As the stakeholders’ information has it, “of the aforementioned amount, Avanta used only around 2,531,000,000 roubles to finance the construction of the residential complexes as part of fulfilling Investment Contract #1.
This is the amount that Polonsky’s company transferred to Federal Centre of Social Development CJSC (FCSD). To make things clear, FCSD is a company that signed an investment contract with the Moscow government in 2002, meaning that it has been around a lot longer than Avanta. As far as the Moscow government is concerned, all of the contractual obligations lie with FCSD. The company did all of the initial construction work, including the design documentation, setting up the utilities and resettling the people from the torn-down five-story residential buildings, where new residential buildings are currently being built. The company then brought in Mirax Group in 2006 as a co-investor.
After having collected the money, Polonsky set to work constructing the complex. So, in other words, there are no grounds to suppose that he had concocted some “bad” scheme beforehand. In 2008, however, the economic crisis hit, and Polonsky was forced to pay up on his loans that came about from other projects he was conducting. Meanwhile, Avanta stopped financing the Kutuzovsky Mile project. The residential complex’s construction came to a halt, and then some time later FCSD terminated the contract unilaterally. Pyotr Ivanov, the company’s director, asserts that the contract stipulated such action as possible (see comments). Polonsky’s organisations, however, disputed FCSD’s decision in commercial court, but lost, and then lost again in their appeal.

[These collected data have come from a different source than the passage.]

/// Runs the full cheapest-path optimization: per-provider L1-L5 costs,
/// a combined L2+L3-Hot data-gravity pick, an exhaustive Cool/Archive
/// search from the chosen Hot node, and L1/L4 selection under
/// cross-cloud glue penalties. L5 is an independent argmin.
pub fn calculate_cheapest_costs(params: &OptimizeParams, pricing: &PricingSnapshot) -> OptimizerResult<CheapestCostResult> {
    for (name, doc) in pricing {
        if name == "_rates" {
            continue;
        }
        let kind = ProviderKind::parse(name).map_err(|_| OptimizerError::InvalidParams(format!("unknown provider '{name}' in pricing snapshot")))?;
        validate_pricing_schema(kind, doc)?;
    }

    let messages = params.messages_per_month();
    let opts = params.processing_options();

    let aws = AwsLayers::default();
    let azure = AzureLayers::default();
    let gcp = GcpLayers::default();

    let empty = Value::Null;
    let aws_pricing = pricing.get("aws").unwrap_or(&empty);
    let azure_pricing = pricing.get("azure").unwrap_or(&empty);
    let gcp_pricing = pricing.get("gcp").unwrap_or(&empty);

    let aws_l1 = aws.l1(aws_pricing, params.number_of_devices, messages, params.average_message_size_kb);
    let azure_l1 = azure.l1(azure_pricing, params.number_of_devices, messages, params.average_message_size_kb);
    let gcp_l1 = gcp.l1(gcp_pricing, params.number_of_devices, messages, params.average_message_size_kb);

    let aws_l2 = aws.l2(aws_pricing, messages, opts);
    let azure_l2 = azure.l2(azure_pricing, messages, opts);
    let gcp_l2 = gcp.l2(gcp_pricing, messages, opts);

    let data_size_gb = aws_l1.data_size_gb.max(azure_l1.data_size_gb).max(gcp_l1.data_size_gb);
    let aws_l3_hot = aws.l3_hot(aws_pricing, messages, messages, data_size_gb);
    let azure_l3_hot = azure.l3_hot(azure_pricing, messages, messages, data_size_gb);
    let gcp_l3_hot = gcp.l3_hot(gcp_pricing, messages, messages, data_size_gb);

    let hot_storage_cost = [aws_l3_hot.total_monthly_cost, azure_l3_hot.total_monthly_cost, gcp_l3_hot.total_monthly_cost];
    let processing_cost = [aws_l2.total_monthly_cost, azure_l2.total_monthly_cost, gcp_l2.total_monthly_cost];
    let hot_pick = pick_hot_provider(hot_storage_cost, processing_cost);

    let aws_l3_cool = aws.l3_cool(aws_pricing, data_size_gb, params.cool_storage_duration_months);
    let azure_l3_cool = azure.l3_cool(azure_pricing, data_size_gb, params.cool_storage_duration_months);
    let gcp_l3_cool = gcp.l3_cool(gcp_pricing, data_size_gb, params.cool_storage_duration_months);

    let aws_l3_archive = aws.l3_archive(aws_pricing, data_size_gb, params.archive_storage_duration_months);
    let azure_l3_archive = azure.l3_archive(azure_pricing, data_size_gb, params.archive_storage_duration_months);
    let gcp_l3_archive = gcp.l3_archive(gcp_pricing, data_size_gb, params.archive_storage_duration_months);

    let cool_cost = [aws_l3_cool.total_monthly_cost, azure_l3_cool.total_monthly_cost, gcp_l3_cool.total_monthly_cost];
    let archive_cost = [aws_l3_archive.total_monthly_cost, azure_l3_archive.total_monthly_cost, gcp_l3_archive.total_monthly_cost];

    let mut hot_to_cool = [[0.0; 3]; 3];
    let mut cool_to_archive = [[0.0; 3]; 3];
    let providers = [ProviderKind::Aws, ProviderKind::Azure, ProviderKind::Gcp];
    for (i, from) in providers.iter().enumerate() {
        for (j, to) in providers.iter().enumerate() {
            hot_to_cool[i][j] = transfer_price_per_gb(pricing, *from, *to) * data_size_gb;
            cool_to_archive[i][j] = transfer_price_per_gb(pricing, *from, *to) * data_size_gb;
        }
    }
    let storage_graph = StorageGraph::new(hot_storage_cost, cool_cost, archive_cost, hot_to_cool, cool_to_archive);
    let cheapest_storage = find_cheapest_storage_path(&storage_graph, hot_pick.chosen);

    let l1_options: [(ProviderKind, f64); 3] = [
        (ProviderKind::Aws, aws_l1.total_monthly_cost + transfer_price_per_gb(pricing, ProviderKind::Aws, hot_pick.chosen) * data_size_gb),
        (ProviderKind::Azure, azure_l1.total_monthly_cost + transfer_price_per_gb(pricing, ProviderKind::Azure, hot_pick.chosen) * data_size_gb),
        (ProviderKind::Gcp, gcp_l1.total_monthly_cost + transfer_price_per_gb(pricing, ProviderKind::Gcp, hot_pick.chosen) * data_size_gb),
    ];
    let l1_provider = l1_options.iter().min_by(|a, b| a.1.total_cmp(&b.1)).unwrap().0;

    let queries = params.queries_per_month();
    let l4_candidates: Vec<(ProviderKind, CostRecord)> = [
        Some((ProviderKind::Aws, aws.l4(aws_pricing, params.entity_count, queries, queries))),
        azure.l4(azure_pricing, params.optimization.needs_3d_model, queries, queries).map(|r| (ProviderKind::Azure, r)),
        gcp.l4(gcp_pricing).map(|r| (ProviderKind::Gcp, r)),
    ]
    .into_iter()
    .flatten()
    .collect();

    let l4_pick = l4_candidates
        .iter()
        .filter(|(provider, _)| *provider == hot_pick.chosen)
        .next()
        .or_else(|| l4_candidates.iter().min_by(|a, b| a.1.total_monthly_cost.total_cmp(&b.1.total_monthly_cost)));

    let cheapest_l4 = l4_candidates.iter().min_by(|a, b| a.1.total_monthly_cost.total_cmp(&b.1.total_monthly_cost));

    let l5_options: Vec<(ProviderKind, f64)> = vec![
        (ProviderKind::Aws, aws.l5(aws_pricing, params.amount_of_active_editors, params.amount_of_active_viewers).total_monthly_cost),
        (ProviderKind::Azure, azure.l5(azure_pricing, params.amount_of_active_editors, params.amount_of_active_viewers).total_monthly_cost),
    ];
    let l5_provider = l5_options.iter().min_by(|a, b| a.1.total_cmp(&b.1)).map(|(p, _)| *p);

    let mut overrides = Vec::new();
    if hot_pick.chosen != hot_pick.cheapest_storage_only {
        let savings = hot_storage_cost[providers.iter().position(|p| *p == hot_pick.cheapest_storage_only).unwrap()]
            - hot_storage_cost[providers.iter().position(|p| *p == hot_pick.chosen).unwrap()];
        overrides.push(OptimizationOverride {
            layer: "L3_hot",
            selected_provider: hot_pick.chosen.to_string(),
            cheapest_in_isolation: hot_pick.cheapest_storage_only.to_string(),
            savings,
        });
    }
    if hot_pick.chosen != hot_pick.cheapest_processing_only {
        overrides.push(OptimizationOverride {
            layer: "L2",
            selected_provider: hot_pick.chosen.to_string(),
            cheapest_in_isolation: hot_pick.cheapest_processing_only.to_string(),
            savings: processing_cost[providers.iter().position(|p| *p == hot_pick.cheapest_processing_only).unwrap()]
                - processing_cost[providers.iter().position(|p| *p == hot_pick.chosen).unwrap()],
        });
    }
    if let (Some((selected, _)), Some((cheapest, cheapest_cost))) = (l4_pick, cheapest_l4) {
        if selected != cheapest {
            let selected_cost = l4_candidates.iter().find(|(p, _)| p == selected).map(|(_, r)| r.total_monthly_cost).unwrap_or(0.0);
            overrides.push(OptimizationOverride {
                layer: "L4",
                selected_provider: selected.to_string(),
                cheapest_in_isolation: cheapest.to_string(),
                savings: cheapest_cost.total_monthly_cost - selected_cost,
            });
        }
    }

    let mut selected_providers = BTreeMap::new();
    selected_providers.insert("L1", l1_provider.to_string());
    selected_providers.insert("L3_hot", cheapest_storage.path[0].provider.to_string());
    selected_providers.insert("L3_cool", cheapest_storage.path[1].provider.to_string());
    selected_providers.insert("L3_archive", cheapest_storage.path[2].provider.to_string());
    selected_providers.insert("L2", hot_pick.chosen.to_string());
    if let Some((selected, _)) = l4_pick {
        selected_providers.insert("L4", selected.to_string());
    }
    if let Some(l5) = l5_provider {
        selected_providers.insert("L5", l5.to_string());
    }

    let cheapest_path: Vec<String> = std::iter::once(format!("L1_{l1_provider}")).chain(cheapest_storage.path.iter().map(|n| n.to_string())).chain(l4_pick.map(|(p, _)| format!("L4_{p}"))).chain(l5_provider.map(|p| format!("L5_{p}"))).collect();

    let mut aws_costs = BTreeMap::new();
    aws_costs.insert("L1", aws_l1);
    aws_costs.insert("L2", aws_l2);
    aws_costs.insert("L3_hot", aws_l3_hot);
    aws_costs.insert("L3_cool", aws_l3_cool);
    aws_costs.insert("L3_archive", aws_l3_archive);

    let mut azure_costs = BTreeMap::new();
    azure_costs.insert("L1", azure_l1);
    azure_costs.insert("L2", azure_l2);
    azure_costs.insert("L3_hot", azure_l3_hot);
    azure_costs.insert("L3_cool", azure_l3_cool);
    azure_costs.insert("L3_archive", azure_l3_archive);

    let mut gcp_costs = BTreeMap::new();
    gcp_costs.insert("L1", gcp_l1);
    gcp_costs.insert("L2", gcp_l2);
    gcp_costs.insert("L3_hot", gcp_l3_hot);
    gcp_costs.insert("L3_cool", gcp_l3_cool);
    gcp_costs.insert("L3_archive", gcp_l3_archive);

    let mut result = CheapestCostResult {
        selected_providers,
        cheapest_path,
        aws_costs,
        azure_costs,
        gcp_costs,
        overrides,
        currency: "USD".to_string(),
    };

    if !params.currency.eq_ignore_ascii_case("USD") {
        let rates = pricing.get("_rates").and_then(|v| serde_json::from_value::<BTreeMap<String, f64>>(v.clone()).ok()).unwrap_or_default();
        let rate = rates.get(&params.currency.to_uppercase()).copied();
        match rate {
            Some(rate) => {
                for costs in [&mut result.aws_costs, &mut result.azure_costs, &mut result.gcp_costs] {
                    for record in costs.values_mut() {
                        convert_cost_record(record, rate);
                    }
                }
                for o in &mut result.overrides {
                    o.savings = pricing::quantize12(o.savings * rate);
                }
                result.currency = params.currency.to_uppercase();
            }
            None => {
                tracing::warn!(currency = %params.currency, "no exchange rate available, reporting cost in USD");
            }
        }
    }

    Ok(result)
}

So then the question arises as to why the construction project came to a screeching halt, if Avanta was supposed to have more than 3 billion roubles on its accounts. The stakeholders to have signed the collective letter presuppose, “The remaining funds were siphoned off for fulfilling other projects conducted by Mirax Group Corporation and for the personal needs of the Corporation’s head Sergei Polonsky.”
This, of course, is only speculation, but the stakeholders made their appeal to the prosecutor’s office to find out just how founded this speculation is. Novaya Gazeta’s editorial board, nonetheless, does have a copy of a statement from the settlements accounts of Avanta LLC from 22 March 2007 to 9 February 2010 (see table).
For example, Avanta lent 832 million roubles to MIK-SM LLC and 735 million roubles to CJSC Mirax-Fili. Here, though, there is some logic: the first organisation was the general subcontractor, while the second was the technical client of the Kutuzovsky Mile construction project at the time when Polonsky was running it.
At the same time, the loan repayment and payment for agreeing to terminate a co-investment contract in favour of CJSC Stroimontazh Investment and Industrial Company (Mirax Group) come as very odd. Since it’s not a loan but rather an irretrievable expense for needs that have nothing to do with Kutuzovsky Mile.
Avanta also lent money to organisations carrying out the Federation Tower project: CJSC Bashnya Federation Management (270 million roubles), CJSC Mirax-City (310 million roubles), Polonsky’s Kursky Train Station project (Infotriumph, 210 million roubles). In other words, does the “hoodwinked investors’” money lie at the foundation of the Federation Tower?